**Stored items**
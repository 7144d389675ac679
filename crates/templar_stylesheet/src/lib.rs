//! Stylesheet modules, declarations, match patterns, and the node capability.
//!
//! This crate provides:
//! - [`ModuleTree`] - Arena of stylesheet modules linked by import and include
//! - [`Declaration`] - Closed set of top-level declaration kinds
//! - [`MatchPattern`] / [`Matcher`] - Match patterns and the matcher seam
//! - [`PathPattern`] - Built-in matcher for the XSLT 1.0 pattern subset
//! - [`NodeTree`] / [`NodeRef`] - The node capability patterns match against
//! - [`Document`] - An arena-backed in-memory tree implementing [`NodeTree`]
//!
//! The flow is: parsed stylesheet → `ModuleTree` → `templar_compose::recompose`

#![warn(missing_docs)]
#![warn(clippy::all)]
#![warn(clippy::pedantic)]

pub mod declaration;
pub mod document;
pub mod module;
pub mod node;
pub mod pattern;

pub use declaration::{
    AttributeSetDecl, Declaration, DecimalFormatDecl, DecimalSymbols, KeyDecl, NameTest,
    NamespaceAliasDecl, OutputDecl, OutputMethod, OutputProperties, TemplateBody, TemplateRule,
    VariableDecl, VariableKind, WhitespaceDecl, WhitespaceMode,
};
pub use document::Document;
pub use module::{IncludeSite, Linkage, Module, ModuleTree};
pub use node::{NodeId, NodeKind, NodeRef, NodeTree};
pub use pattern::{MatchPattern, Matcher, PathPattern, StepPattern, TargetKey};
//! Recomposition coordinator.
//!
//! Collects every declaration of every module, tags it with the precedence
//! of its slot and its position in the slot's flattened document order, and
//! replays the lot in ascending order into the composed tables. Replaying low
//! to high means a plain overwrite implements "highest precedence wins"; the
//! tables only need to special-case equal precedence.

use std::collections::HashMap;

use templar_foundation::{
    Error, ErrorContext, ErrorKind, ModuleId, Precedence, QName, Result, RuleId,
};
use templar_stylesheet::{Declaration, ModuleTree, TemplateRule};
use tracing::debug;

use crate::composed::ComposedView;
use crate::config::RecomposeConfig;
use crate::index::PatternIndex;
use crate::precedence::GlobalImportList;
use crate::rule::CompiledRule;
use crate::tables::Tables;

/// Recomposes `tree` with the default configuration.
///
/// # Errors
/// Returns a compile error for any declaration that must be unique at its
/// import precedence but is not.
pub fn recompose(tree: &ModuleTree) -> Result<ComposedView> {
    recompose_with(tree, RecomposeConfig::default())
}

/// Recomposes `tree` with an explicit configuration.
///
/// # Errors
/// Returns a compile error for any declaration that must be unique at its
/// import precedence but is not, and for recoverable conflicts the
/// configuration turns into errors.
pub fn recompose_with(tree: &ModuleTree, config: RecomposeConfig) -> Result<ComposedView> {
    let imports = GlobalImportList::build(tree);

    let mut entries = collect(tree, &imports);
    entries.sort_unstable_by_key(|e| (e.precedence, e.position));

    let mut composer = Composer {
        config: &config,
        rules: Vec::new(),
        named: HashMap::new(),
        tables: Tables::default(),
    };
    for entry in &entries {
        composer
            .replay(entry)
            .map_err(|e| e.with_context(context(tree, entry.module)))?;
    }

    let Composer {
        rules,
        named,
        tables,
        ..
    } = composer;

    let mut builder = PatternIndex::builder();
    for rule in &rules {
        builder.insert(rule);
    }
    let index = builder.finish();

    debug!(
        modules = tree.len(),
        slots = imports.len(),
        declarations = entries.len(),
        rules = rules.len(),
        named = named.len(),
        buckets = index.bucket_count(),
        "recomposed stylesheet"
    );

    Ok(ComposedView {
        imports,
        rules,
        named,
        index,
        tables,
        config,
    })
}

#[derive(Copy, Clone)]
struct Entry<'t> {
    precedence: Precedence,
    position: usize,
    module: ModuleId,
    declaration: &'t Declaration,
}

fn collect<'t>(tree: &'t ModuleTree, imports: &GlobalImportList) -> Vec<Entry<'t>> {
    imports
        .iter()
        .flat_map(|slot| {
            tree.flattened(slot.module)
                .into_iter()
                .enumerate()
                .map(move |(position, (module, declaration))| Entry {
                    precedence: slot.precedence,
                    position,
                    module,
                    declaration,
                })
        })
        .collect()
}

fn context(tree: &ModuleTree, module: ModuleId) -> ErrorContext {
    let lineage = tree.lineage(module);
    let mut context = ErrorContext::new();
    if let Some((own, parents)) = lineage.split_last() {
        context = context.with_module(own.system_id.to_string());
        for frame in parents {
            context = context.with_frame(frame.to_string());
        }
    }
    context
}

struct Composer<'c> {
    config: &'c RecomposeConfig,
    rules: Vec<CompiledRule>,
    named: HashMap<QName, RuleId>,
    tables: Tables,
}

impl Composer<'_> {
    fn replay(&mut self, entry: &Entry<'_>) -> Result<()> {
        let Entry {
            precedence,
            position,
            module,
            declaration,
        } = *entry;

        match declaration {
            Declaration::Template(template) => {
                self.add_rule(template, module, precedence, position)
            }
            Declaration::AttributeSet(decl) => {
                self.tables.attribute_sets.merge(decl);
                Ok(())
            }
            Declaration::DecimalFormat(decl) => {
                self.tables.decimal_formats.merge(decl, precedence)
            }
            Declaration::Key(decl) => {
                self.tables.keys.merge(decl);
                Ok(())
            }
            Declaration::NamespaceAlias(decl) => self.tables.namespace_aliases.merge(
                decl,
                precedence,
                self.config.namespace_alias_conflicts,
            ),
            Declaration::Output(decl) => {
                self.tables
                    .output
                    .merge(decl, precedence, self.config.output_conflicts)
            }
            Declaration::Whitespace(decl) => {
                self.tables.whitespace.merge(decl, precedence, position);
                Ok(())
            }
            Declaration::Variable(decl) => self.tables.variables.merge(decl, precedence),
        }
    }

    fn add_rule(
        &mut self,
        template: &TemplateRule,
        module: ModuleId,
        precedence: Precedence,
        position: usize,
    ) -> Result<()> {
        template.validate()?;
        let id = u32::try_from(self.rules.len())
            .map(RuleId::new)
            .map_err(|_| Error::new(ErrorKind::Internal("too many template rules".into())))?;

        if let Some(name) = &template.name {
            if let Some(first) = self.named.get(name).and_then(|id| self.rules.get(id.index())) {
                if first.precedence() == precedence {
                    return Err(Error::duplicate_named_template(
                        name.clone(),
                        first.locator().clone(),
                        template.locator.clone(),
                    ));
                }
            }
            self.named.insert(name.clone(), id);
        }

        self.rules.push(CompiledRule::new(
            id,
            module,
            precedence,
            position,
            template.clone(),
        ));
        Ok(())
    }
}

**WHAT TO DO**
From the records above, copy each line in which the string "order" occurs.

**RESPONSE BOX**
//! of its slot and its position in the slot's flattened document order, and
//! replays the lot in ascending order into the composed tables. Replaying low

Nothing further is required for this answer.